Principals in New York state are banding together in growing numbers to raise objections to the state's use of student test scores in a new evaluation system for principals and teachers. They are holding an open meeting this week at C.W. Post on Long Island to discuss the issue.
More than 1,300 principals have signed a letter arguing that the new system undermines teaching and learning by giving student performance on standardized tests undue weight in a teacher's performance evaluation.
"This has the potential of really ruining a school that I love," said Carol Burris, principal of South Side High School on Long Island and one of the letter's authors. "Teachers are going to be anxious. They will start to worry that they will lose their job if the students don't perform well on the test, which will make them overly focused on the tests."

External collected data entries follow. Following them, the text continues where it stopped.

//! # Error Handling
//!
//! This module defines the relay's error types and how the ones that happen
//! before the WebSocket upgrade are turned into HTTP responses.
//!
//! ## Error Categories:
//! - **Routing**: Bad path or missing meeting ID. The upgrade is refused, so
//!   no upstream work ever starts.
//! - **ConfigResolution**: The instruction store could not give us persona
//!   instructions for the meeting.
//! - **UpstreamConnect**: The voice backend refused or never finished the
//!   session handshake (auth, quota, network, timeout).
//! - **UpstreamDisconnect**: The backend dropped an established session.
//! - **ClientTransport**: The browser leg closed or failed.
//! - **Capacity**: Too many relays are already running.
//! - **Config**: Startup configuration problems.
//!
//! ## Key Rust Concepts:
//! - **enum**: Each variant is one failure origin, with the details it needs
//! - **Display trait**: Human-readable messages for logs
//! - **ResponseError trait**: Lets actix turn an error into an HTTP response
//!   automatically when a handler returns `Err(...)`
//!
//! ## Propagation policy:
//! Once a connection has been upgraded, every error is handled inside that
//! connection's relay actor and ends the same way: both legs are closed.
//! The browser only ever observes a transport close; no error payload is
//! written to the audio channel.

use actix_web::{http::StatusCode, HttpResponse, ResponseError};
use serde_json::json;
use std::fmt;

/// Why a connection request was refused by the listener.
#[derive(Debug, Clone, PartialEq, Eq)]
pub enum RoutingError {
    /// The request carried no path at all.
    MissingPath,

    /// The path was not the single accepted route (`/`).
    UnknownRoute(String),

    /// The instructed variant requires `meeting_id` and it was absent or empty.
    MissingMeetingId,
}

impl fmt::Display for RoutingError {
    fn fmt(&self, f: &mut fmt::Formatter<'_>) -> fmt::Result {
        match self {
            RoutingError::MissingPath => write!(f, "no path provided"),
            RoutingError::UnknownRoute(path) => write!(f, "invalid pathname \"{}\"", path),
            RoutingError::MissingMeetingId => write!(f, "no meeting ID provided"),
        }
    }
}

/// Every way a relay connection can fail.
///
/// ## Usage Example:
/// ```rust,ignore
/// return Err(RelayError::UpstreamConnect("401 invalid_api_key".to_string()));
/// ```
#[derive(Debug)]
pub enum RelayError {
    /// Malformed or missing routing information.
    Routing(RoutingError),

    /// Instruction store fetch or parse failure.
    ConfigResolution(String),

    /// Upstream session establishment failure.
    UpstreamConnect(String),

    /// Upstream session terminated while relaying.
    UpstreamDisconnect(String),

    /// Client leg closed or errored while relaying.
    ClientTransport(String),

    /// The concurrent relay limit has been reached.
    Capacity(usize),

    /// Configuration file or environment variable problems.
    Config(String),
}

impl fmt::Display for RelayError {
    fn fmt(&self, f: &mut fmt::Formatter<'_>) -> fmt::Result {
        match self {
            RelayError::Routing(err) => write!(f, "Routing error: {}", err),
            RelayError::ConfigResolution(msg) => write!(f, "Instruction resolution failed: {}", msg),
            RelayError::UpstreamConnect(msg) => write!(f, "Upstream connect failed: {}", msg),
            RelayError::UpstreamDisconnect(msg) => write!(f, "Upstream disconnected: {}", msg),
            RelayError::ClientTransport(msg) => write!(f, "Client transport error: {}", msg),
            RelayError::Capacity(max) => write!(f, "Maximum concurrent sessions ({}) reached", max),
            RelayError::Config(msg) => write!(f, "Configuration error: {}", msg),
        }
    }
}

impl std::error::Error for RelayError {}

impl RelayError {
    /// Machine-readable error type used in JSON bodies and log fields.
    pub fn kind(&self) -> &'static str {
        match self {
            RelayError::Routing(RoutingError::UnknownRoute(_)) => "not_found",
            RelayError::Routing(_) => "bad_request",
            RelayError::ConfigResolution(_) => "config_resolution_error",
            RelayError::UpstreamConnect(_) => "upstream_connect_error",
            RelayError::UpstreamDisconnect(_) => "upstream_disconnect",
            RelayError::ClientTransport(_) => "client_transport_error",
            RelayError::Capacity(_) => "capacity_exceeded",
            RelayError::Config(_) => "config_error",
        }
    }
}

/// Converts listener rejections into HTTP responses.
///
/// Only routing and capacity errors normally reach this path, because they
/// are the only ones raised before the upgrade. The others map to gateway or
/// server errors for completeness.
///
/// ## HTTP Status Code Mapping:
/// - Routing (unknown route) → 404
/// - Routing (missing path / meeting ID) → 400
/// - Capacity → 503
/// - ConfigResolution / UpstreamConnect / UpstreamDisconnect → 502
/// - ClientTransport → 400
/// - Config → 500
///
/// ## JSON Response Format:
/// ```json
/// {
///   "error": {
///     "type": "bad_request",
///     "message": "Routing error: no meeting ID provided",
///     "timestamp": "2025-01-01T12:00:00Z"
///   }
/// }
/// ```
impl ResponseError for RelayError {
    fn status_code(&self) -> StatusCode {
        match self {
            RelayError::Routing(RoutingError::UnknownRoute(_)) => StatusCode::NOT_FOUND,
            RelayError::Routing(_) => StatusCode::BAD_REQUEST,
            RelayError::Capacity(_) => StatusCode::SERVICE_UNAVAILABLE,
            RelayError::ConfigResolution(_)
            | RelayError::UpstreamConnect(_)
            | RelayError::UpstreamDisconnect(_) => StatusCode::BAD_GATEWAY,
            RelayError::ClientTransport(_) => StatusCode::BAD_REQUEST,
            RelayError::Config(_) => StatusCode::INTERNAL_SERVER_ERROR,
        }
    }

    fn error_response(&self) -> HttpResponse {
        HttpResponse::build(self.status_code()).json(json!({
            "error": {
                "type": self.kind(),
                "message": self.to_string(),
                "timestamp": chrono::Utc::now().to_rfc3339()
            }
        }))
    }
}

impl From<RoutingError> for RelayError {
    fn from(err: RoutingError) -> Self {
        RelayError::Routing(err)
    }
}
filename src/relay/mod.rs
//! # Relay Module
//!
//! Everything that happens to a connection after the listener accepts it.
//!
//! ## Module Structure:
//! - **lifecycle**: The connection state machine and its invariants
//! - **setup**: Instruction resolution and the bounded upstream connect
//! - **socket**: The actor that ties the browser socket to the upstream session

pub mod lifecycle;
pub mod setup;
pub mod socket;

pub use socket::RelaySocket;
//! # Audio Frames
//!
//! An [`AudioFrame`] is one chunk of raw PCM audio exactly as it arrived on a
//! transport message. The relay never decodes, resamples or re-chunks audio:
//! whatever bytes the browser sends in one binary message are handed to the
//! upstream session as one frame, and whatever the upstream synthesizes is
//! sent back to the browser as one binary message.
//!
//! ## Audio Format:
//! - **Sample Rate**: 24kHz (24,000 Hz)
//! - **Bit Depth**: 16-bit PCM, little-endian signed integers
//! - **Channels**: Mono (1 channel)
//!
//! ## Key Rust Concepts:
//! - **Bytes**: Reference-counted byte buffer, so cloning a frame never copies audio
//! - **Newtype pattern**: Wrapping `Bytes` gives frames their own type without runtime cost

use bytes::Bytes;

/// Sample rate of every frame on both legs of the relay.
pub const SAMPLE_RATE_HZ: u32 = 24_000;

/// Number of interleaved channels (mono).
pub const CHANNELS: u16 = 1;

/// Size of one 16-bit sample in bytes.
pub const BYTES_PER_SAMPLE: usize = 2;

/// One immutable chunk of PCM audio.
///
/// Frames are transient: produced by one side, consumed once by a forward
/// operation, then dropped.
#[derive(Debug, Clone, PartialEq, Eq)]
pub struct AudioFrame(Bytes);

impl AudioFrame {
    /// Wrap transport bytes as a frame. No copy is made for `Bytes` input.
    pub fn new(data: impl Into<Bytes>) -> Self {
        Self(data.into())
    }

    pub fn as_bytes(&self) -> &[u8] {
        &self.0
    }

    pub fn into_bytes(self) -> Bytes {
        self.0
    }

    pub fn len(&self) -> usize {
        self.0.len()
    }

    pub fn is_empty(&self) -> bool {
        self.0.is_empty()
    }

    /// Number of whole mono samples in the frame.
    ///
    /// A trailing odd byte is not counted, though it is still forwarded.
    pub fn sample_count(&self) -> usize {
        self.0.len() / (BYTES_PER_SAMPLE * CHANNELS as usize)
    }

    /// Playback duration of the frame in milliseconds (used for logging).
    pub fn duration_ms(&self) -> f64 {
        self.sample_count() as f64 * 1000.0 / SAMPLE_RATE_HZ as f64
    }
}

impl From<Vec<u8>> for AudioFrame {
    fn from(data: Vec<u8>) -> Self {
        Self::new(data)
    }
}
pub mod node;
pub mod role;
pub mod run;

pub use node::*;
pub use role::*;
pub use run::*;
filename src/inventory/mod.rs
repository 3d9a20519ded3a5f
pub mod builder;

pub use builder::*;
use crate::resolver::{
    lookup, value_to_string, Condition, ConditionOperator, FunctionRegistry, PathExpr,
};
use crate::state::DeploymentStore;
use crate::types::{Node, RunContext};
use serde_json::Value;
use std::sync::Arc;
use tracing::{debug, info};

/// What an expression is evaluated against: the node it describes, the run
/// asking, and the attribute bag data paths walk.
#[derive(Debug, Clone, Copy)]
pub struct Scope<'a> {
    pub node: &'a Node,
    pub run: &'a RunContext,
    pub data: &'a Value,
}

impl<'a> Scope<'a> {
    pub fn new(node: &'a Node, run: &'a RunContext, data: &'a Value) -> Self {
        Self { node, run, data }
    }
}

/// Evaluates path expressions and `when` conditions
pub struct PathResolver {
    store: Arc<dyn DeploymentStore>,
    functions: FunctionRegistry,
}

impl PathResolver {
    pub fn new(store: Arc<dyn DeploymentStore>) -> Self {
        Self::with_functions(store, FunctionRegistry::with_builtin_functions())
    }

    pub fn with_functions(store: Arc<dyn DeploymentStore>, functions: FunctionRegistry) -> Self {
        Self { store, functions }
    }

    pub fn store(&self) -> &dyn DeploymentStore {
        self.store.as_ref()
    }

    pub fn functions(&self) -> &FunctionRegistry {
        &self.functions
    }

    /// Resolve `expr` in `scope`. Anything that cannot be found is `None`.
    pub async fn resolve(&self, scope: &Scope<'_>, expr: &PathExpr) -> Option<Value> {
        match expr {
            PathExpr::Data(path) => lookup(scope.data, path).cloned(),
            PathExpr::Custom(call) => match self.functions.get(&call.name) {
                Some(function) => function.call(self, scope, call).await,
                None => {
                    info!("Unknown custom function '{}' in {}", call.name, expr);
                    None
                }
            },
            PathExpr::Invalid { raw, error } => {
                debug!("Skipping unresolvable path {}: {}", raw, error);
                None
            }
        }
    }

    pub async fn resolve_str(&self, scope: &Scope<'_>, raw: &str) -> Option<Value> {
        self.resolve(scope, &PathExpr::parse(raw)).await
    }

    /// Evaluate a `<path> <op> <value>` guard. Absent values compare as the
    /// empty string; malformed conditions and unknown operators are false.
    pub async fn evaluate_condition(&self, scope: &Scope<'_>, condition: &Condition) -> bool {
        let comparison = match condition.comparison() {
            Ok(comparison) => comparison,
            Err(e) => {
                info!("EvalCondition: {}", e);
                return false;
            }
        };

        if let ConditionOperator::Unknown(op) = &comparison.operator {
            info!("EvalCondition: {} unknown in '{}'", op, condition.raw());
            return false;
        }

        let lvalue = self
            .resolve(scope, &comparison.path)
            .await
            .map(|v| value_to_string(&v))
            .unwrap_or_default();

        comparison
            .operator
            .compare(&lvalue, comparison.value.as_deref())
    }
}
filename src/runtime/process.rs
//! Subprocess execution with incremental stdout capture.

use crate::runtime::ProcessError;
use async_trait::async_trait;
use std::fmt;
use std::io;
use std::path::{Path, PathBuf};
use std::process::{ExitStatus, Stdio};
use tokio::io::{AsyncRead, AsyncReadExt};
use tokio::process::{Child, Command};
use tokio::task::JoinHandle;
use tracing::debug;

pub const DEFAULT_CHUNK_SIZE: usize = 16 * 1024;

/// A command line plus the directory to run it from
#[derive(Debug, Clone, PartialEq, Eq)]
pub struct CommandSpec {
    program: String,
    args: Vec<String>,
    current_dir: Option<PathBuf>,
}

impl CommandSpec {
    pub fn new(program: impl Into<String>) -> Self {
        Self {
            program: program.into(),
            args: Vec::new(),
            current_dir: None,
        }
    }

    /// Run `script` through `sh -c`
    pub fn shell(script: impl Into<String>) -> Self {
        Self::new("sh").arg("-c").arg(script)
    }

    pub fn arg(mut self, arg: impl Into<String>) -> Self {
        self.args.push(arg.into());
        self
    }

    pub fn args<I, S>(mut self, args: I) -> Self
    where
        I: IntoIterator<Item = S>,
        S: Into<String>,
    {
        self.args.extend(args.into_iter().map(Into::into));
        self
    }

    pub fn current_dir(mut self, dir: impl Into<PathBuf>) -> Self {
        self.current_dir = Some(dir.into());
        self
    }

    pub fn program(&self) -> &str {
        &self.program
    }

    pub fn arguments(&self) -> &[String] {
        &self.args
    }

    pub fn working_dir(&self) -> Option<&Path> {
        self.current_dir.as_deref()
    }

    /// Shell-quoted rendering, prefixed with `cd <dir> ;` when a working
    /// directory is set.
    pub fn command_line(&self) -> String {
        let argv = shell_words::join(std::iter::once(&self.program).chain(self.args.iter()));
        match &self.current_dir {
            Some(dir) => format!(
                "cd {} ; {}",
                shell_words::quote(&dir.to_string_lossy()),
                argv
            ),
            None => argv,
        }
    }
}

impl fmt::Display for CommandSpec {
    fn fmt(&self, f: &mut fmt::Formatter<'_>) -> fmt::Result {
        f.write_str(&self.command_line())
    }
}

/// Receives the full accumulated stdout after every chunk.
///
/// Updates are best effort; a sink should keep only the latest value.
#[async_trait]
pub trait LiveSink: Send + Sync {
    async fn publish(&self, output: &str);
}

#[derive(Debug, Clone)]
pub struct ProcessOutput {
    pub stdout: String,
    pub stderr: String,
    pub status: ExitStatus,
}

impl ProcessOutput {
    pub fn success(&self) -> bool {
        self.status.success()
    }

    pub fn code(&self) -> Option<i32> {
        self.status.code()
    }

    /// Exit code, or the terminating signal when there is none
    pub fn status_label(&self) -> String {
        if let Some(code) = self.status.code() {
            return code.to_string();
        }
        #[cfg(unix)]
        {
            use std::os::unix::process::ExitStatusExt;
            if let Some(signal) = self.status.signal() {
                return format!("signal {signal}");
            }
        }
        "unknown".to_string()
    }

    pub fn combined(&self) -> String {
        format!("{} {}", self.stdout, self.stderr)
    }
}

/// Finite, single-pass sequence of output chunks read from a pipe
pub struct OutputStream<R> {
    reader: R,
    buffer: Vec<u8>,
}

impl<R: AsyncRead + Unpin> OutputStream<R> {
    pub fn new(reader: R, chunk_size: usize) -> Self {
        Self {
            reader,
            buffer: vec![0; chunk_size.max(1)],
        }
    }

    /// Next chunk of output, or `None` once the writer has closed the pipe.
    /// Would-block and interrupted reads are retried.
    pub async fn next_chunk(&mut self) -> io::Result<Option<Vec<u8>>> {
        loop {
            match self.reader.read(&mut self.buffer).await {
                Ok(0) => return Ok(None),
                Ok(n) => return Ok(Some(self.buffer[..n].to_vec())),
                Err(e)
                    if matches!(
                        e.kind(),
                        io::ErrorKind::WouldBlock | io::ErrorKind::Interrupted
                    ) =>
                {
                    tokio::task::yield_now().await;
                }
                Err(e) => return Err(e),
            }
        }
    }
}

#[derive(Debug, Clone)]
pub struct ProcessRunner {
    chunk_size: usize,
}

impl Default for ProcessRunner {
    fn default() -> Self {
        Self::new(DEFAULT_CHUNK_SIZE)
    }
}

impl ProcessRunner {
    pub fn new(chunk_size: usize) -> Self {
        Self {
            chunk_size: chunk_size.max(1),
        }
    }

    pub fn chunk_size(&self) -> usize {
        self.chunk_size
    }

    /// Run `spec` to completion in its own process group with stdin closed.
    ///
    /// Stdout is pushed to `sink` as it grows. Stderr is drained alongside
    /// so a chatty child cannot stall on a full pipe, but it is only
    /// collected once stdout has ended and the child has been reaped.
    pub async fn run(
        &self,
        spec: &CommandSpec,
        sink: Option<&dyn LiveSink>,
    ) -> Result<ProcessOutput, ProcessError> {
        let command_line = spec.command_line();
        debug!("Local running {}", command_line);
        let io_error = |source: io::Error| ProcessError::Io {
            command: command_line.clone(),
            source,
        };

        let mut command = Command::new(spec.program());
        command
            .args(spec.arguments())
            .stdin(Stdio::piped())
            .stdout(Stdio::piped())
            .stderr(Stdio::piped())
            .kill_on_drop(true);
        if let Some(dir) = spec.working_dir() {
            command.current_dir(dir);
        }
        #[cfg(unix)]
        command.process_group(0);

        let mut child = command.spawn().map_err(|source| ProcessError::Spawn {
            command: command_line.clone(),
            source,
        })?;

        drop(child.stdin.take());
        let stdout = child
            .stdout
            .take()
            .ok_or_else(|| io_error(io::Error::other("stdout was not captured")))?;
        let mut stderr = child
            .stderr
            .take()
            .ok_or_else(|| io_error(io::Error::other("stderr was not captured")))?;

        let stderr_reader = tokio::spawn(async move {
            let mut buffer = Vec::new();
            stderr.read_to_end(&mut buffer).await.map(|_| buffer)
        });

        let mut stream = OutputStream::new(stdout, self.chunk_size);
        let accumulated = match collect_stdout(&mut stream, sink).await {
            Ok(accumulated) => accumulated,
            Err(e) => {
                abandon(&mut child, stderr_reader).await;
                return Err(io_error(e));
            }
        };

        let status = child.wait().await.map_err(io_error)?;
        let stderr = stderr_reader
            .await
            .map_err(|e| io_error(io::Error::other(e)))?
            .map_err(io_error)?;

        debug!("'{}' exited with {}", command_line, status);
        Ok(ProcessOutput {
            stdout: String::from_utf8_lossy(&accumulated).into_owned(),
            stderr: String::from_utf8_lossy(&stderr).into_owned(),
            status,
        })
    }
}

async fn collect_stdout<R: AsyncRead + Unpin>(
    stream: &mut OutputStream<R>,
    sink: Option<&dyn LiveSink>,
) -> io::Result<Vec<u8>> {
    let mut accumulated = Vec::new();
    while let Some(chunk) = stream.next_chunk().await? {
        accumulated.extend_from_slice(&chunk);
        if let Some(sink) = sink {
            let complete = complete_prefix_len(&accumulated);
            sink.publish(&String::from_utf8_lossy(&accumulated[..complete]))
                .await;
        }
    }
    Ok(accumulated)
}

/// Kill and reap a child whose stdout can no longer be read.
async fn abandon(child: &mut Child, stderr_reader: JoinHandle<io::Result<Vec<u8>>>) {
    stderr_reader.abort();
    if let Err(e) = child.kill().await {
        debug!("Could not kill child after a failed read: {}", e);
    }
}

/// Length of `bytes` without a trailing, still incomplete UTF-8 sequence.
/// Keeps each published update a prefix of the next.
fn complete_prefix_len(bytes: &[u8]) -> usize {
    let len = bytes.len();
    for back in 1..=len.min(4) {
        let byte = bytes[len - back];
        if byte & 0xC0 == 0x80 {
            continue;
        }
        let width = match byte {
            0xC0..=0xDF => 2,
            0xE0..=0xEF => 3,
            0xF0..=0xF7 => 4,
            _ => 1,
        };
        return if width > back { len - back } else { len };
    }
    len
}
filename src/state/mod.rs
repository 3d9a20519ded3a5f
//! Interfaces to the orchestration system's node and run records.
//!
//! The jig only reads deployment state and writes back run logs, result
//! objects and failure messages. Persistence lives behind these traits.

pub mod error;
pub mod memory;

pub use error::*;
pub use memory::*;

use crate::types::{AddressClass, Node, NodeAddress, RunContext};
use async_trait::async_trait;
use serde_json::Value;

/// Where an attribute lookup is anchored
#[derive(Debug, Clone, Copy)]
pub enum AttributeScope<'a> {
    Node(&'a Node),
    /// The node-role being run; falls back to deployment-wide values
    Run(&'a RunContext),
}

#[async_trait]
pub trait DeploymentStore: Send + Sync {
    /// All nodes in the deployment, in the store's natural order
    async fn deployment_nodes(&self, deployment: &str) -> Result<Vec<Node>, StoreError>;

    /// Roles active in the deployment, in the store's natural order
    async fn deployment_roles(&self, deployment: &str) -> Result<Vec<String>, StoreError>;

    /// Nodes in the deployment currently holding `role`
    async fn peers_by_role(&self, deployment: &str, role: &str) -> Result<Vec<Node>, StoreError>;

    /// The address used to reach the node over SSH
    async fn node_address(&self, node: &Node) -> Result<Option<NodeAddress>, StoreError>;

    async fn addresses(
        &self,
        node: &Node,
        class: AddressClass,
        categories: &[String],
    ) -> Result<Vec<NodeAddress>, StoreError>;

    async fn attribute(
        &self,
        name: &str,
        scope: AttributeScope<'_>,
    ) -> Result<Option<Value>, StoreError>;

    /// The node's own staged attribute bag, if the store keeps one
    async fn node_data(&self, node: &Node) -> Result<Option<Value>, StoreError>;
}

#[async_trait]
pub trait RunStore: Send + Sync {
    /// Replace the run's log text. Called repeatedly while output streams.
    async fn update_runlog(&self, run: &RunContext, log: &str) -> Result<(), StoreError>;

    async fn write_result(&self, run: &RunContext, result: &Value) -> Result<(), StoreError>;

    async fn report_failure(&self, run: &RunContext, message: &str) -> Result<(), StoreError>;
}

Burris said she and her colleagues, along with the letter's co-author, Sean Feeney, welcome a new and rigorous evaluation system. But she said she is already hearing from other principals how this type of evaluation system eats away at school culture.
"Teachers are sitting down to their post-observation conference and the first thing out of their mouth is 'What's my number?' It's not a conversation about the teaching. People are becoming jealous about sharing lesson plans with each other, because they see each other in almost a competitive light."
A spokesman for the state education department, Jonathan Burman, said state regulations use multiple measures to evaluate teachers and principals.
"The goal of New York State’s new educator evaluation system is to enable schools across the State to attract and keep the most effective educators, develop those who have room to grow and replace those who are not successful at raising student learning," he said in a statement.
Burris said the forum on Wednesday is meant to lay out the principals' concerns to fellow administrators, teachers, parents and other concerned citizens.
New York state agreed to implement a new teacher evaluation system in order to receive nearly $700 million in federal Race to the Top funds. No district has been able to put a new system in place because of ongoing contract negotiations with between districts and their teachers unions. The governor is threatening to hold state school aid if districts cannot reach a deal.